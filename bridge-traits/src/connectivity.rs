//! Connectivity Signal Abstraction
//!
//! Provides the online/offline signal that gates queue processing.
//!
//! The core does not probe the network itself; it consumes a boolean signal
//! from the host platform. Hosts wire in whatever detection mechanism fits
//! (OS reachability APIs, browser `online` events, a manual toggle in
//! tests) and deliver edge transitions through [`ConnectivityChangeStream`].

use async_trait::async_trait;

use crate::error::Result;

/// Connectivity status as reported by the host.
#[derive(Debug, Clone, Copy, PartialEq, Eq)]
pub enum ConnectivityStatus {
    /// The device can reach the network.
    Online,
    /// The device has no usable connection.
    Offline,
}

impl ConnectivityStatus {
    pub fn is_online(&self) -> bool {
        matches!(self, ConnectivityStatus::Online)
    }
}

/// Connectivity monitor trait.
///
/// Allows the sync core to:
/// - Skip processing passes while offline
/// - Trigger an immediate pass when connectivity returns
///
/// # Example
///
/// ```ignore
/// use bridge_traits::connectivity::ConnectivityMonitor;
///
/// async fn can_sync(monitor: &dyn ConnectivityMonitor) -> bool {
///     monitor.is_online().await
/// }
/// ```
#[async_trait]
pub trait ConnectivityMonitor: Send + Sync {
    /// Get the current connectivity status.
    async fn status(&self) -> Result<ConnectivityStatus>;

    /// Check if currently online.
    ///
    /// An errored status check is treated as offline; the queue simply
    /// waits for the next positive signal.
    async fn is_online(&self) -> bool {
        matches!(self.status().await, Ok(ConnectivityStatus::Online))
    }

    /// Subscribe to connectivity transitions.
    ///
    /// Implementations emit one event per edge (offline→online or
    /// online→offline), not one per probe.
    async fn subscribe_changes(&self) -> Result<Box<dyn ConnectivityChangeStream>>;
}

/// Stream of connectivity transitions.
#[async_trait]
pub trait ConnectivityChangeStream: Send {
    /// Get the next connectivity transition.
    ///
    /// Returns `None` when the stream is closed.
    async fn next(&mut self) -> Option<ConnectivityStatus>;
}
--------------------
**Instructions to follow:** Transcribe all of the material above so that it matches the source exactly.

**Exercise output:**
filename bridge-traits/src/connectivity.rs
//! Connectivity Signal Abstraction
//!
//! Provides the online/offline signal that gates queue processing.
//!
//! The core does not probe the network itself; it consumes a boolean signal
//! from the host platform. Hosts wire in whatever detection mechanism fits
//! (OS reachability APIs, browser `online` events, a manual toggle in
//! tests) and deliver edge transitions through [`ConnectivityChangeStream`].

use async_trait::async_trait;

use crate::error::Result;

/// Connectivity status as reported by the host.
#[derive(Debug, Clone, Copy, PartialEq, Eq)]
pub enum ConnectivityStatus {
    /// The device can reach the network.
    Online,
    /// The device has no usable connection.
    Offline,
}

impl ConnectivityStatus {
    pub fn is_online(&self) -> bool {
        matches!(self, ConnectivityStatus::Online)
    }
}

/// Connectivity monitor trait.
///
/// Allows the sync core to:
/// - Skip processing passes while offline
/// - Trigger an immediate pass when connectivity returns
///
/// # Example
///
/// ```ignore
/// use bridge_traits::connectivity::ConnectivityMonitor;
///
/// async fn can_sync(monitor: &dyn ConnectivityMonitor) -> bool {
///     monitor.is_online().await
/// }
/// ```
#[async_trait]
pub trait ConnectivityMonitor: Send + Sync {
    /// Get the current connectivity status.
    async fn status(&self) -> Result<ConnectivityStatus>;

    /// Check if currently online.
    ///
    /// An errored status check is treated as offline; the queue simply
    /// waits for the next positive signal.
    async fn is_online(&self) -> bool {
        matches!(self.status().await, Ok(ConnectivityStatus::Online))
    }

    /// Subscribe to connectivity transitions.
    ///
    /// Implementations emit one event per edge (offline→online or
    /// online→offline), not one per probe.
    async fn subscribe_changes(&self) -> Result<Box<dyn ConnectivityChangeStream>>;
}

/// Stream of connectivity transitions.
#[async_trait]
pub trait ConnectivityChangeStream: Send {
    /// Get the next connectivity transition.
    ///
    /// Returns `None` when the stream is closed.
    async fn next(&mut self) -> Option<ConnectivityStatus>;
}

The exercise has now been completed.